> [AIM OF THE EXERCISE]:
Could you filter the material and copy every line where the word "AtomicBool" occurs?

> [RECORD EXTRACTS]:
--

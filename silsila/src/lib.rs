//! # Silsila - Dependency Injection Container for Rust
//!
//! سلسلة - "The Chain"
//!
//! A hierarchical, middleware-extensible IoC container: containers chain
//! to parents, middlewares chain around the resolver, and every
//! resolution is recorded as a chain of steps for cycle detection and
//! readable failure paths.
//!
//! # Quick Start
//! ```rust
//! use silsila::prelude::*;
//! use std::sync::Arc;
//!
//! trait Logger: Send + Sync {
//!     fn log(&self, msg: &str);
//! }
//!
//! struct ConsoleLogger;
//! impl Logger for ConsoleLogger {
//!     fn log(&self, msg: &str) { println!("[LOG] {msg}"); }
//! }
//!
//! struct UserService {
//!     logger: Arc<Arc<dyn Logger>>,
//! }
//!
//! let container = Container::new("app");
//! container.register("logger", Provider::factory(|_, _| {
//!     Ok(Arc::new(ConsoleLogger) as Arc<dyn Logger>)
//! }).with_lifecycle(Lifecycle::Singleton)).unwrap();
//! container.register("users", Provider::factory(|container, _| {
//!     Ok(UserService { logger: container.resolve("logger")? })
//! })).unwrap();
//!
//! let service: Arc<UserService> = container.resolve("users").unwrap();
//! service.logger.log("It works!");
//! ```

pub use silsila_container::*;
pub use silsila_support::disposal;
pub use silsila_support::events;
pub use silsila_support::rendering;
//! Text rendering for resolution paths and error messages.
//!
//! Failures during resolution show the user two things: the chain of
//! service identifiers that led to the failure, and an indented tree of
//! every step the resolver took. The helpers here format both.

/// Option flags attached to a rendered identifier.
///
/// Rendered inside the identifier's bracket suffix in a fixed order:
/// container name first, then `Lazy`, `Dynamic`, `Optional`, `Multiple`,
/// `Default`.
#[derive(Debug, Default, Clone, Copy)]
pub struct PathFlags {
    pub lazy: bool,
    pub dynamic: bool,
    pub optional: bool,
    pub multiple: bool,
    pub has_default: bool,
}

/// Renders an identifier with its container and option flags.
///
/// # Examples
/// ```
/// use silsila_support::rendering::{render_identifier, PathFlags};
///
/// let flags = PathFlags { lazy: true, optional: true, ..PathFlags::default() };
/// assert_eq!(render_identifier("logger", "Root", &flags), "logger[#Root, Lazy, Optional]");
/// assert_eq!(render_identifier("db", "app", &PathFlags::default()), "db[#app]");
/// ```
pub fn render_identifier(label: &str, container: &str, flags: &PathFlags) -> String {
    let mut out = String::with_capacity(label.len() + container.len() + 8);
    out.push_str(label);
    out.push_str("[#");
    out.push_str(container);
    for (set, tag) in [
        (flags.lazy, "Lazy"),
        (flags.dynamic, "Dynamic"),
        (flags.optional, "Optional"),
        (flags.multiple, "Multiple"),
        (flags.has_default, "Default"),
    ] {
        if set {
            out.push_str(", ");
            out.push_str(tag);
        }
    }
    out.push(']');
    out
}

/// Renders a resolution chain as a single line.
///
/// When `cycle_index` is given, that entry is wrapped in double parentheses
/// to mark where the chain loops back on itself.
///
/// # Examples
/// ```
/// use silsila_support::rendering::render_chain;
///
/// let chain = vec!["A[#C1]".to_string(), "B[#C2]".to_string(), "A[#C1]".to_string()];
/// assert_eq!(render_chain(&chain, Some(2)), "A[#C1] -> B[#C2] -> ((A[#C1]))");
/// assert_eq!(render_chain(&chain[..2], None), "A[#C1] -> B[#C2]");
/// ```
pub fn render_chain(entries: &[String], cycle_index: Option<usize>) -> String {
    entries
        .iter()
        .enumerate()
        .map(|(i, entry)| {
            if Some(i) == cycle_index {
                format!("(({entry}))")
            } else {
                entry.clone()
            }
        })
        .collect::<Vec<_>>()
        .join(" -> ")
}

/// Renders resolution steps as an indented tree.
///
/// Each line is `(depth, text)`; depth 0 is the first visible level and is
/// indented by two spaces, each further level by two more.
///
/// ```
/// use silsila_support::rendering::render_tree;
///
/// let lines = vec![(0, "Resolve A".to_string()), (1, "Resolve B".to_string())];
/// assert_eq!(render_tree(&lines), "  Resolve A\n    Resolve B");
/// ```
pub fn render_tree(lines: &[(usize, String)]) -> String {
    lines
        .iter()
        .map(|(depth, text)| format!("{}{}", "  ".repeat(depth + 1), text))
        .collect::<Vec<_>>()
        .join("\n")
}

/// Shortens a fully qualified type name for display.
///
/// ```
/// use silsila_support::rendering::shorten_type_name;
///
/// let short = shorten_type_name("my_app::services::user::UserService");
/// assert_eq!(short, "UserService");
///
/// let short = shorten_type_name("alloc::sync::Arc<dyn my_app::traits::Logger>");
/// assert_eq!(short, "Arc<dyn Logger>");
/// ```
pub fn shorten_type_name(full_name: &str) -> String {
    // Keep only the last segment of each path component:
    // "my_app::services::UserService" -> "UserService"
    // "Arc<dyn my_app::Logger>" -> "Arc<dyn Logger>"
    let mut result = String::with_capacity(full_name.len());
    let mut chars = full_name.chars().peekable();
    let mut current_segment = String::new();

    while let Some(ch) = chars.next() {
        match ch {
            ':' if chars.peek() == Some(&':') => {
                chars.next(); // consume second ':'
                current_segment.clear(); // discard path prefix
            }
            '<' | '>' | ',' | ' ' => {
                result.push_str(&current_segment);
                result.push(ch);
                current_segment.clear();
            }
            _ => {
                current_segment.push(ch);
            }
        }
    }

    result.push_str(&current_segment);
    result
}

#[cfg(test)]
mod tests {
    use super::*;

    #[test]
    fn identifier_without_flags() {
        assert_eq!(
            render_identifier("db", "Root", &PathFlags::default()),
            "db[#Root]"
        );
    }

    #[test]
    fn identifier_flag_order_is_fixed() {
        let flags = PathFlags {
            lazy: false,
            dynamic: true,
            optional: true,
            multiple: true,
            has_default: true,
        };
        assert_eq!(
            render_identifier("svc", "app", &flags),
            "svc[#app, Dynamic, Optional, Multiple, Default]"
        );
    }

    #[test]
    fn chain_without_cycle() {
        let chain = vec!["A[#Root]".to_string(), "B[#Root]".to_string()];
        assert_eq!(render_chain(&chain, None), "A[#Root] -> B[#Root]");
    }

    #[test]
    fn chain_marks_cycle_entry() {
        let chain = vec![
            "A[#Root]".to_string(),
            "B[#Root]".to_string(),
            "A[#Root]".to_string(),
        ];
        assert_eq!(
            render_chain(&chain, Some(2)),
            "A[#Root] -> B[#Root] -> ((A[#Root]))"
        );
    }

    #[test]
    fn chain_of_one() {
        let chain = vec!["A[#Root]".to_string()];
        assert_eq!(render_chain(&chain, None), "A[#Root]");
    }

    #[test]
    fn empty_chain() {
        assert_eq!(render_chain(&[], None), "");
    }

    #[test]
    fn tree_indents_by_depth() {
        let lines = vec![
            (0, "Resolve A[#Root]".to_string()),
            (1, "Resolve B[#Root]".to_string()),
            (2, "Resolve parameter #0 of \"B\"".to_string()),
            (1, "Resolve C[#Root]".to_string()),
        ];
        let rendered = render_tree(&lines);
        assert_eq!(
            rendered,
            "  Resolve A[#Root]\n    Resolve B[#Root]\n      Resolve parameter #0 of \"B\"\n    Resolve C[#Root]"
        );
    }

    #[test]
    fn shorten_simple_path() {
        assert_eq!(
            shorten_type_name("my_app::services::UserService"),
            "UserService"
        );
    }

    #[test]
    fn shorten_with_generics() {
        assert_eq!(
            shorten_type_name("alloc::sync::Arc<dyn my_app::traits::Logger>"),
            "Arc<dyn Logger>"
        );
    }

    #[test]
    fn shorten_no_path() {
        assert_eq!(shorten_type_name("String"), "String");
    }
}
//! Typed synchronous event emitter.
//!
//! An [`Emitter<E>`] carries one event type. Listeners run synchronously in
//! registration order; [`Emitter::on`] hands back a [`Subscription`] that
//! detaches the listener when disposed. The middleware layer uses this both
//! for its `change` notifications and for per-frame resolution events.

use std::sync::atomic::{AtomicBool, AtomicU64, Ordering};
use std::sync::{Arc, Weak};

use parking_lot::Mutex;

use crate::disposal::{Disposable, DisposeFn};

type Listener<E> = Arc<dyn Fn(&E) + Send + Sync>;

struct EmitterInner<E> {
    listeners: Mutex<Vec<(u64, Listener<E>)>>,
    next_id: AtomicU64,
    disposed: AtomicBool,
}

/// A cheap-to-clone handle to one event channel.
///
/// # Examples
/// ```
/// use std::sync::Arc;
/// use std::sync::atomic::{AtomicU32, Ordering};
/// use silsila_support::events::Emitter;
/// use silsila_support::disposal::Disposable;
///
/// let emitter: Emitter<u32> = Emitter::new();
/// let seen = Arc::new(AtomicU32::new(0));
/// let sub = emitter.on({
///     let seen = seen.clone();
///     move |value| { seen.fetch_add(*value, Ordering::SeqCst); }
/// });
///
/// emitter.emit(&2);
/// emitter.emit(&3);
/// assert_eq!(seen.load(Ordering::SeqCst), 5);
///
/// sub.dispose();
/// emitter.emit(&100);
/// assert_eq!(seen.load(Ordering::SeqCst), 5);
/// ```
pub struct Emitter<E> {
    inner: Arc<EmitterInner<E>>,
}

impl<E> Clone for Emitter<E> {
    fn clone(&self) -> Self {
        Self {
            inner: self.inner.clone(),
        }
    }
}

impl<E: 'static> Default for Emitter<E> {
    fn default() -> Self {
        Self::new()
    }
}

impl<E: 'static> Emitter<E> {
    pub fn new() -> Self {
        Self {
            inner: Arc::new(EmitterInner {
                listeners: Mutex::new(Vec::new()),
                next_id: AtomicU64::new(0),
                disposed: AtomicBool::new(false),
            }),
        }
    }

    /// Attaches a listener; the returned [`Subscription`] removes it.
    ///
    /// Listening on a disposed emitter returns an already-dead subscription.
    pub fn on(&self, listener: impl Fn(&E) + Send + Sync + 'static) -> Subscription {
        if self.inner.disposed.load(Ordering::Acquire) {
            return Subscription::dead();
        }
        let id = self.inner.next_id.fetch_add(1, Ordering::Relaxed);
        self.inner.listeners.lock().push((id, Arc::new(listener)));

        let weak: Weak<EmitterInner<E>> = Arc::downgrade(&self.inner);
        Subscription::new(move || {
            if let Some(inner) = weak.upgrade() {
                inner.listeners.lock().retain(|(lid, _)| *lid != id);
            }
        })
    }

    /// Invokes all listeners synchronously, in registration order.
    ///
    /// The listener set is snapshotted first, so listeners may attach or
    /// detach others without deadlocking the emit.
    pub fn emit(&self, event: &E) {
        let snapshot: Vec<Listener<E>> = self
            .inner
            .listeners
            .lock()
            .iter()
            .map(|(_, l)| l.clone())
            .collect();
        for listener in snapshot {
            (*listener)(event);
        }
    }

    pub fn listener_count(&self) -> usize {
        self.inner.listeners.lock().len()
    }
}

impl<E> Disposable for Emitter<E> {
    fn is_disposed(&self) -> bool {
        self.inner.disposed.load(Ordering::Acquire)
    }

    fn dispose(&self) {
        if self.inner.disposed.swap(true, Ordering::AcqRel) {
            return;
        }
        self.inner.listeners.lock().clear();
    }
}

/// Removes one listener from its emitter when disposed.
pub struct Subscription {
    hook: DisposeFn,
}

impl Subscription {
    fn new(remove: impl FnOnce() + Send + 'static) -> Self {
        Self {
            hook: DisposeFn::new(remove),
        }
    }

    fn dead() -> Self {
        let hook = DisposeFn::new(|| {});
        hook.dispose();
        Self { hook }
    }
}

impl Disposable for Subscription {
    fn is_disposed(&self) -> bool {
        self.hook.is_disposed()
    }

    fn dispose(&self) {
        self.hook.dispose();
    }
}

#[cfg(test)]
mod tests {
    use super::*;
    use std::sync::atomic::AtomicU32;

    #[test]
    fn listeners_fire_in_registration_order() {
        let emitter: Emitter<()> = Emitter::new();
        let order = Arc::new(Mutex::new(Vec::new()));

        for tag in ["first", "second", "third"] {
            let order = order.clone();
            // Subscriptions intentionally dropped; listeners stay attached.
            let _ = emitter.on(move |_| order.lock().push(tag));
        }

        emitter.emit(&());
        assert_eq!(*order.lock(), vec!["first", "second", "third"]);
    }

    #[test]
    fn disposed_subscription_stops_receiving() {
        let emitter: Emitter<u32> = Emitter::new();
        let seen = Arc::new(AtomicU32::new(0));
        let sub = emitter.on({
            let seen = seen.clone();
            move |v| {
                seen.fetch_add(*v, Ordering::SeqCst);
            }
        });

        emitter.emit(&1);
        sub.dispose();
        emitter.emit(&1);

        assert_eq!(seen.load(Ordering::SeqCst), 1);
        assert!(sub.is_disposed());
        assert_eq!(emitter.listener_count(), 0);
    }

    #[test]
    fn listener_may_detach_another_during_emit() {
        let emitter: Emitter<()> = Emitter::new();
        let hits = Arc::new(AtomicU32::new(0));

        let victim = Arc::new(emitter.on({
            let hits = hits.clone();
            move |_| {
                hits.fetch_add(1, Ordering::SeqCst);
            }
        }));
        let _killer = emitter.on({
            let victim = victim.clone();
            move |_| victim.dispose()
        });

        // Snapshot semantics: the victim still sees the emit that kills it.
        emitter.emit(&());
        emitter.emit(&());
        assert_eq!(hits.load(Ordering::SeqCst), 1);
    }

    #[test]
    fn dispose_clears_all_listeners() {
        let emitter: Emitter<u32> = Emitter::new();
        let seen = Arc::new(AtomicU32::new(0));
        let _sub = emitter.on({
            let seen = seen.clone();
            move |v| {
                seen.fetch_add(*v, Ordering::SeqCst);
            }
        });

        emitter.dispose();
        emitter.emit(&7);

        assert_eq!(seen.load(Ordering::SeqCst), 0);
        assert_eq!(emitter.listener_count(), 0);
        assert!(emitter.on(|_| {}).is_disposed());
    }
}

--

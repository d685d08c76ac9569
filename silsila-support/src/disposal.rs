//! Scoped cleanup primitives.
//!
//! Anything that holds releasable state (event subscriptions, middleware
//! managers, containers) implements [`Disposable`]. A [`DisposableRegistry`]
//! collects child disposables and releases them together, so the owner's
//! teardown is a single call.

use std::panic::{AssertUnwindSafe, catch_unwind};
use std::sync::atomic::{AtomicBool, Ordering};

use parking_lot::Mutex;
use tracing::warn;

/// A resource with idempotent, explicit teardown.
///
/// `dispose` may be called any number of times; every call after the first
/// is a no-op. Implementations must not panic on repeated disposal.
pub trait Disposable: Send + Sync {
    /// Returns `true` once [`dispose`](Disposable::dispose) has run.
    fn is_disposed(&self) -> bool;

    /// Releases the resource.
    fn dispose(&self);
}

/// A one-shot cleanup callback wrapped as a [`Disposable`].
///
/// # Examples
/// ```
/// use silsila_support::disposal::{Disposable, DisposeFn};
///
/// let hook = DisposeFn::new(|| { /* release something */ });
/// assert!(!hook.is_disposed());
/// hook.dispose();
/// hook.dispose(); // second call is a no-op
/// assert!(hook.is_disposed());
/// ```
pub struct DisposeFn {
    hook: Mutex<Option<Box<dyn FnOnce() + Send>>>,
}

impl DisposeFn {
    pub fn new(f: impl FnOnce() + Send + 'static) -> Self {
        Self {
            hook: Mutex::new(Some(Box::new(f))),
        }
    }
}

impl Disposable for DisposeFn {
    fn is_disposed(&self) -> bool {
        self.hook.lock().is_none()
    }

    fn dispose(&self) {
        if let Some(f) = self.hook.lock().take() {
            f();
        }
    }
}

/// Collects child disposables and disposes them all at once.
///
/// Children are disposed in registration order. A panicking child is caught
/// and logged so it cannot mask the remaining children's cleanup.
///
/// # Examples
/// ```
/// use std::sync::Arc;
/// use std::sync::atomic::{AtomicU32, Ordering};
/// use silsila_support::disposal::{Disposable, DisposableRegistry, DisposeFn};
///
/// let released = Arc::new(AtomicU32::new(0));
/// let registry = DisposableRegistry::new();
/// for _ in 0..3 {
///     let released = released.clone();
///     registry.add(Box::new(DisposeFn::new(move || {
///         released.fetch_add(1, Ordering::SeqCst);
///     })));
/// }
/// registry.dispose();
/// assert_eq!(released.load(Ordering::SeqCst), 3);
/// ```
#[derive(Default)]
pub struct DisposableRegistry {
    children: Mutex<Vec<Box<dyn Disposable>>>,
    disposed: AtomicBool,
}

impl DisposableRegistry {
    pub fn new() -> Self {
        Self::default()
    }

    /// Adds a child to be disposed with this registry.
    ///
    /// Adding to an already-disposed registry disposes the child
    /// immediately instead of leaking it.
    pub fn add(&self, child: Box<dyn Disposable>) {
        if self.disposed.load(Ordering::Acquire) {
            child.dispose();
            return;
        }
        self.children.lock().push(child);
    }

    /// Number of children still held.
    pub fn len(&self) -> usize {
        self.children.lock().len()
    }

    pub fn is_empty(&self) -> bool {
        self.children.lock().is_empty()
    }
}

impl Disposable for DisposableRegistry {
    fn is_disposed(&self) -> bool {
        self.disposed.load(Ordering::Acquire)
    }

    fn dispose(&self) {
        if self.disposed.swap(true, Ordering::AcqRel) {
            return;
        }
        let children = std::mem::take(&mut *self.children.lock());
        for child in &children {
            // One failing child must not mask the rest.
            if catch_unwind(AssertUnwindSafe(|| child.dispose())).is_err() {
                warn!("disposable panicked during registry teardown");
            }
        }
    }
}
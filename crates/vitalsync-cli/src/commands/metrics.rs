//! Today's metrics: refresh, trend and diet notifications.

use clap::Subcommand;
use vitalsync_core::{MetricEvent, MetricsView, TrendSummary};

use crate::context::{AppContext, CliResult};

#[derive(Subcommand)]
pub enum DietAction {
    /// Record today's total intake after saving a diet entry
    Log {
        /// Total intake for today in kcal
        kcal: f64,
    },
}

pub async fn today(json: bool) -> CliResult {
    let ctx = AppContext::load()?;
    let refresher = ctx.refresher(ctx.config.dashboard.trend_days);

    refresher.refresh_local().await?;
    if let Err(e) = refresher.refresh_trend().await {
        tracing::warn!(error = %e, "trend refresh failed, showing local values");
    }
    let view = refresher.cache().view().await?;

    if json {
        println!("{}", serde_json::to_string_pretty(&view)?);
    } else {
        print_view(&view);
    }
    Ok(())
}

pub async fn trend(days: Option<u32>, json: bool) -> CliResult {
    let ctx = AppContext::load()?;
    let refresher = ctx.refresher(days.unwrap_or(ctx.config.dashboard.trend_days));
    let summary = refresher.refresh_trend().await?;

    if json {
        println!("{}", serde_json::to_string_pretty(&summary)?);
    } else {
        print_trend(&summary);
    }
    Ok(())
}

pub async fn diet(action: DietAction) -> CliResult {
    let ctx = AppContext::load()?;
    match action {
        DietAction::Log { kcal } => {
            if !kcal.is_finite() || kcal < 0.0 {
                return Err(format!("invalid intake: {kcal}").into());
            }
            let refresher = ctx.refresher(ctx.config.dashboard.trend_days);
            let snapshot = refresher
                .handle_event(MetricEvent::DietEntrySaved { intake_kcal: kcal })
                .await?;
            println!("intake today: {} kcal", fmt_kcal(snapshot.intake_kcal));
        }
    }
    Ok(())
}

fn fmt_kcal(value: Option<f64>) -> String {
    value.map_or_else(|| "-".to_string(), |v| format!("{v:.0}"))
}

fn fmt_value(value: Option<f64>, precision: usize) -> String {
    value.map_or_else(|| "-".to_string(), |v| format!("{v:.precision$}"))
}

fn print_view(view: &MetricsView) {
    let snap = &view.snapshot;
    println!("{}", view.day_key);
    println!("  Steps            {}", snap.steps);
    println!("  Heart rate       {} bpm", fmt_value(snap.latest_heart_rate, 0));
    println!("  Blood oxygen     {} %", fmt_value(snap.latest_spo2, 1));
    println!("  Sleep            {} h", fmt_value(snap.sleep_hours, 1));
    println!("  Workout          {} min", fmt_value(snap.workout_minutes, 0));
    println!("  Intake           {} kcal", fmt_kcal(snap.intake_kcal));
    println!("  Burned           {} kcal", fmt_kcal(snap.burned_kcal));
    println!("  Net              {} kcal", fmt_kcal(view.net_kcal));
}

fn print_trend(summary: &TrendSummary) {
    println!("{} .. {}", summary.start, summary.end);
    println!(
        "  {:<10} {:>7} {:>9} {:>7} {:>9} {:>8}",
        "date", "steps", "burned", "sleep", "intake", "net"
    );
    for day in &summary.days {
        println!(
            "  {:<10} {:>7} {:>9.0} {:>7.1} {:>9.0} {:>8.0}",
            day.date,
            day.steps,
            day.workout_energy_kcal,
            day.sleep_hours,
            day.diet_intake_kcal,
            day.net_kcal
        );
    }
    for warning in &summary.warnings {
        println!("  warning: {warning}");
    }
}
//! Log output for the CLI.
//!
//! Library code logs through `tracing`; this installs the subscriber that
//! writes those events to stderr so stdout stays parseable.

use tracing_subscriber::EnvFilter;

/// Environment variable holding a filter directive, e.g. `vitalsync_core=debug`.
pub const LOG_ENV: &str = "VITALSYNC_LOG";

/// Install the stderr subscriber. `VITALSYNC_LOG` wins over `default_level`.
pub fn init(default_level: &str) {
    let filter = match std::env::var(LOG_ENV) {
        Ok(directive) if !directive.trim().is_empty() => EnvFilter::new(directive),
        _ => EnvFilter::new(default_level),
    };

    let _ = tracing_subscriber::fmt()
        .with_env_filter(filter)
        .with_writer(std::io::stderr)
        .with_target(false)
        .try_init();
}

--

> [EXPECTED OUTPUT]:
use std::sync::atomic::{AtomicBool, AtomicU64, Ordering};
    disposed: AtomicBool,
                disposed: AtomicBool::new(false),
use std::sync::atomic::{AtomicBool, Ordering};
    disposed: AtomicBool,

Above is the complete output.